A famous pioneer does more for human progress than a billion others who live a normal life.

So if you want to help humanity while having the most exciting life, then the way to live is to be a famous pioneer.
Go to new extremes.
Try new ideas.
Visit undiscovered cultures.
Show what can be done.

Your job is not just to act, but to tell a fascinating story of how you did so, and inspire others to do it.
Make great adventures, but tell greater stories.
Pursue massive media attention, not for vanity or ego, but so your stories can open minds, spark imaginations, and lead to further explorations.

Here’s the best way to do it:

First, make a stage name.
Create a company with the same name, and have it own all the rights to everything you do.
Never reveal your real name.
This is to manage the trappings of your upcoming fame.

Find a writer and a publicist to create your first pioneering adventure.
Collaborate with the writer to make a great story arc before you begin.
So, for example, it’s not just a story of how you escaped a cult, but how you joined the cult, uncovered a surprising history, fell in love, were almost discovered and captured, then escaped by changing the mind of your captor, and finally learned some interesting counter-intuitive lessons along the way.
Consult with the publicist to make sure it’s interesting to the media.
Then begin.

Record everything on video.
Find ways to make the story arc happen in real life.
When you’re done, have your writer make it a fascinating story of various lengths for various outlets — making it a great article, book, video, screenplay, stage talk, and more.
Have the publicist get it everywhere — on every popular platform of the day.
Hire a business manager to turn the attention into profit.
Keep half of your profits in the business, and put half into your private savings.
While your team is promoting your last adventure, you and your writer prepare the next one.
Once fame hits, your biggest challenge is to keep creating — to keep momentum.
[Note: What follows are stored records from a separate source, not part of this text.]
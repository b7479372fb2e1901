//! HTTP API.
//!
//! - [`service`]: Service API for merchant backends, under `/api/v1`
//! - [`extractors`]: signed-body authentication

pub mod extractors;
pub mod service;
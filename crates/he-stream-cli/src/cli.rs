use std::{path::PathBuf, time::Duration};

use clap::{Args, Parser, Subcommand};

#[derive(Parser)]
#[command(name = "he-stream", version)]
#[command(about = "Create encrypted streams and exercise their homomorphic-encryption keys")]
pub struct Cli {
	#[command(subcommand)]
	pub command: Command,
}

#[derive(Subcommand)]
pub enum Command {
	/// Generate a keypair, register its public key and store the keypair.
	CreateStream(CreateStreamArgs),
	/// Encrypt a vector under a stored keypair and decrypt it again.
	Demo(DemoArgs),
	/// Encrypt a vector under a stored keypair and write the ciphertext.
	Encrypt(EncryptArgs),
	/// Decrypt a ciphertext written by `encrypt`.
	Decrypt(DecryptArgs),
}

#[derive(Args)]
pub struct CreateStreamArgs {
	/// Bearer token for the stream API.
	#[arg(short, long, env = "HE_STREAM_TOKEN", hide_env_values = true)]
	pub token: String,

	/// Stream creation endpoint.
	#[arg(
		short,
		long,
		env = "HE_STREAM_URL",
		default_value = "http://localhost:8080/create-stream"
	)]
	pub url: String,

	/// File to store the stream id and keypair in.
	#[arg(short, long, default_value = "keypair.json")]
	pub output: PathBuf,

	/// Abort the request after this many seconds.
	#[arg(long, value_parser = parse_seconds)]
	pub timeout: Option<Duration>,
}

#[derive(Args)]
pub struct DemoArgs {
	/// Keypair file written by `create-stream`.
	#[arg(short, long, default_value = "keypair.json")]
	pub keypair: PathBuf,

	/// Values to encrypt (comma-separated).
	#[arg(long, value_delimiter = ',', default_values_t = [2u64, 2, 4, 5, 6, 7])]
	pub values: Vec<u64>,
}

#[derive(Args)]
pub struct EncryptArgs {
	/// Keypair file written by `create-stream`.
	#[arg(short, long, default_value = "keypair.json")]
	pub keypair: PathBuf,

	/// Values to encrypt (comma-separated).
	#[arg(long, value_delimiter = ',', required = true)]
	pub values: Vec<u64>,

	/// File to write the base64-encoded ciphertext to.
	#[arg(short, long)]
	pub output: PathBuf,
}

#[derive(Args)]
pub struct DecryptArgs {
	/// Keypair file written by `create-stream`.
	#[arg(short, long, default_value = "keypair.json")]
	pub keypair: PathBuf,

	/// File holding a base64-encoded ciphertext.
	#[arg(short, long)]
	pub input: PathBuf,

	/// Number of leading slots to print; all by default.
	#[arg(short, long)]
	pub count: Option<usize>,
}

fn parse_seconds(s: &str) -> Result<Duration, String> {
	let seconds = s
		.parse::<u64>()
		.map_err(|e| format!("invalid number of seconds {s:?}: {e}"))?;
	if seconds == 0 {
		return Err("the timeout must be at least one second".to_string());
	}
	Ok(Duration::from_secs(seconds))
}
Repeat this process as long as you’d like.
Your fame will open new doors, making it possible to do even more incredible things.

So how does it end?
One of two ways:

If this life is really your destiny, do it until it kills you.
Always pushing to see how far you can go, if you die during an adventure, you’ll die happy, knowing you pushed it as far as you could.

But if you start feeling you’ve had enough, then write the ending.
Build the death of your public persona into your last story.
Since you’re famous, this will take some planning.
This is why you used a stage name and company from the start.

Secretly buy a house under your real name in a mundane place nobody would expect you to be.
Buy some second-hand clothes and practice changing your appearance and voice.
Make sure your company is in good hands, run by a team you trust.

Then, when the filming of your final story is done, rent a boat and disappear near the ocean, letting everyone think you died.
Escape anonymously into your new life.
Since your private company owns the rights, it can license your stories, shows, books, and more for years to come, funding your anonymous life.
A benefit of fame is that it carries on without you.

As you watch the world in the following decades, be glad if many people surpass you and belittle your pioneering adventures.
Your final act of generosity is your absence.
It leaves a void for others to step into.